fn cmd_validate(input: &Path, input_format: InputFormat, json: bool) -> Result<(), TourCliError> {
    let data = read_input(input)?;

    let mut report = ValidationReport {
        schema_version: SCHEMA_VERSION.to_string(),
        total_documents: 0,
        valid_documents: 0,
        invalid_documents: 0,
        errors: Vec::new(),
    };

    for (index, text) in document_texts(&data, input_format).into_iter().enumerate() {
        report.total_documents += 1;

        let result = serde_json::from_str::<TourSeriesDocument>(text)
            .map_err(|e| e.to_string())
            .and_then(|document| document.validate().map_err(|e| e.to_string()));

        match result {
            Ok(()) => report.valid_documents += 1,
            Err(error) => {
                report.invalid_documents += 1;
                report.errors.push(ValidationErrorDetail { index, error });
            }
        }
    }

    if json {
        println!("{}", serde_json::to_string_pretty(&report)?);
    } else {
        println!("Validation Report ({})", report.schema_version);
        println!("=================");
        println!("Total documents:   {}", report.total_documents);
        println!("Valid documents:   {}", report.valid_documents);
        println!("Invalid documents: {}", report.invalid_documents);

        if !report.errors.is_empty() {
            println!("\nErrors:");
            for err in &report.errors {
                println!("  - Document {}: {}", err.index, err.error);
            }
        }
    }

    if report.invalid_documents > 0 {
        Err(TourCliError::ValidationFailed(report.invalid_documents))
    } else {
        Ok(())
    }
}

fn load_config(path: Option<&Path>) -> Result<AnalysisConfig, TourCliError> {
    match path {
        Some(path) => {
            debug!(path = %path.display(), "loading analysis configuration");
            Ok(AnalysisConfig::from_json(&fs::read_to_string(path)?)?)
        }
        None => Ok(AnalysisConfig::default()),
    }
}

fn read_input(input: &Path) -> Result<String, TourCliError> {
    if input.to_string_lossy() == "-" {
        if atty::is(atty::Stream::Stdin) {
            return Err(TourCliError::InteractiveStdin);
        }
        let mut buffer = String::new();
        io::stdin().read_to_string(&mut buffer)?;
        Ok(buffer)
    } else {
        Ok(fs::read_to_string(input)?)
    }
}

fn document_texts(data: &str, format: InputFormat) -> Vec<&str> {
    match format {
        InputFormat::Json => vec![data],
        InputFormat::Ndjson => data
            .lines()
            .map(str::trim)
            .filter(|line| !line.is_empty())
            .collect(),
    }
}

fn read_documents(
    input: &Path,
    format: InputFormat,
) -> Result<Vec<TourSeriesDocument>, TourCliError> {
    let data = read_input(input)?;

    let documents = document_texts(&data, format)
        .into_iter()
        .map(TourSeriesDocument::from_json)
        .collect::<Result<Vec<_>, _>>()?;

    if documents.is_empty() {
        return Err(TourCliError::NoDocuments);
    }

    debug!(documents = documents.len(), "documents read");
    Ok(documents)
}

fn format_output<T: Serialize>(records: &[T], format: OutputFormat) -> Result<String, TourCliError> {
    match format {
        OutputFormat::Ndjson => {
            let mut lines: Vec<String> = Vec::new();
            for record in records {
                lines.push(serde_json::to_string(record)?);
            }
            Ok(lines.join("\n") + "\n")
        }
        OutputFormat::Json => Ok(serde_json::to_string(records)?),
        OutputFormat::JsonPretty => Ok(serde_json::to_string_pretty(records)?),
    }
}

fn write_output(output: &Path, data: &str) -> Result<(), TourCliError> {
    if output.to_string_lossy() == "-" {
        print!("{data}");
    } else {
        fs::write(output, data)?;
    }
    Ok(())
}

#[derive(Serialize)]
struct ValidationReport {
    schema_version: String,
    total_documents: usize,
    valid_documents: usize,
    invalid_documents: usize,
    errors: Vec<ValidationErrorDetail>,
}

#[derive(Serialize)]
struct ValidationErrorDetail {
    index: usize,
    error: String,
}

#[derive(Debug)]
enum TourCliError {
    Io(io::Error),
    Compute(ComputeError),
    Json(serde_json::Error),
    InteractiveStdin,
    NoDocuments,
    ValidationFailed(usize),
}

impl From<io::Error> for TourCliError {
    fn from(e: io::Error) -> Self {
        TourCliError::Io(e)
    }
}

impl From<ComputeError> for TourCliError {
    fn from(e: ComputeError) -> Self {
        TourCliError::Compute(e)
    }
}

impl From<serde_json::Error> for TourCliError {
    fn from(e: serde_json::Error) -> Self {
        TourCliError::Json(e)
    }
}

#[derive(Serialize)]
struct CliError {
    code: String,
    message: String,
    hint: Option<String>,
}

impl From<TourCliError> for CliError {
    fn from(e: TourCliError) -> Self {
        match e {
            TourCliError::Io(e) => CliError {
                code: "IO_ERROR".to_string(),
                message: e.to_string(),
                hint: Some("Check file paths and permissions".to_string()),
            },
            TourCliError::Compute(ComputeError::SegmenterUnavailable { segmenter, missing }) => {
                CliError {
                    code: "SEGMENTER_UNAVAILABLE".to_string(),
                    message: format!("Segmenter {segmenter} is unavailable, missing: {missing}"),
                    hint: Some("Run `tourseg segmenters` to list usable segmenters".to_string()),
                }
            }
            TourCliError::Compute(e) => CliError {
                code: "COMPUTE_ERROR".to_string(),
                message: e.to_string(),
                hint: Some(format!("Ensure input matches the {SCHEMA_VERSION} schema")),
            },
            TourCliError::Json(e) => CliError {
                code: "JSON_ERROR".to_string(),
                message: e.to_string(),
                hint: Some("Check JSON syntax".to_string()),
            },
            TourCliError::InteractiveStdin => CliError {
                code: "INTERACTIVE_STDIN".to_string(),
                message: "Refusing to read a tour from an interactive terminal".to_string(),
                hint: Some("Pipe a document into stdin or pass --input <file>".to_string()),
            },
            TourCliError::NoDocuments => CliError {
                code: "NO_DOCUMENTS".to_string(),
                message: "Input contains no tour documents".to_string(),
                hint: None,
            },
            TourCliError::ValidationFailed(count) => CliError {
                code: "VALIDATION_FAILED".to_string(),
                message: format!("{count} document(s) failed validation"),
                hint: Some("Fix the reported errors and validate again".to_string()),
            },
        }
    }
}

#### [TASK DETAILS]
Which lines of the listing contain the string "InteractiveStdin"? Copy each of them.

#### [TASK OUTPUT]
            return Err(TourCliError::InteractiveStdin);
    InteractiveStdin,
            TourCliError::InteractiveStdin => CliError {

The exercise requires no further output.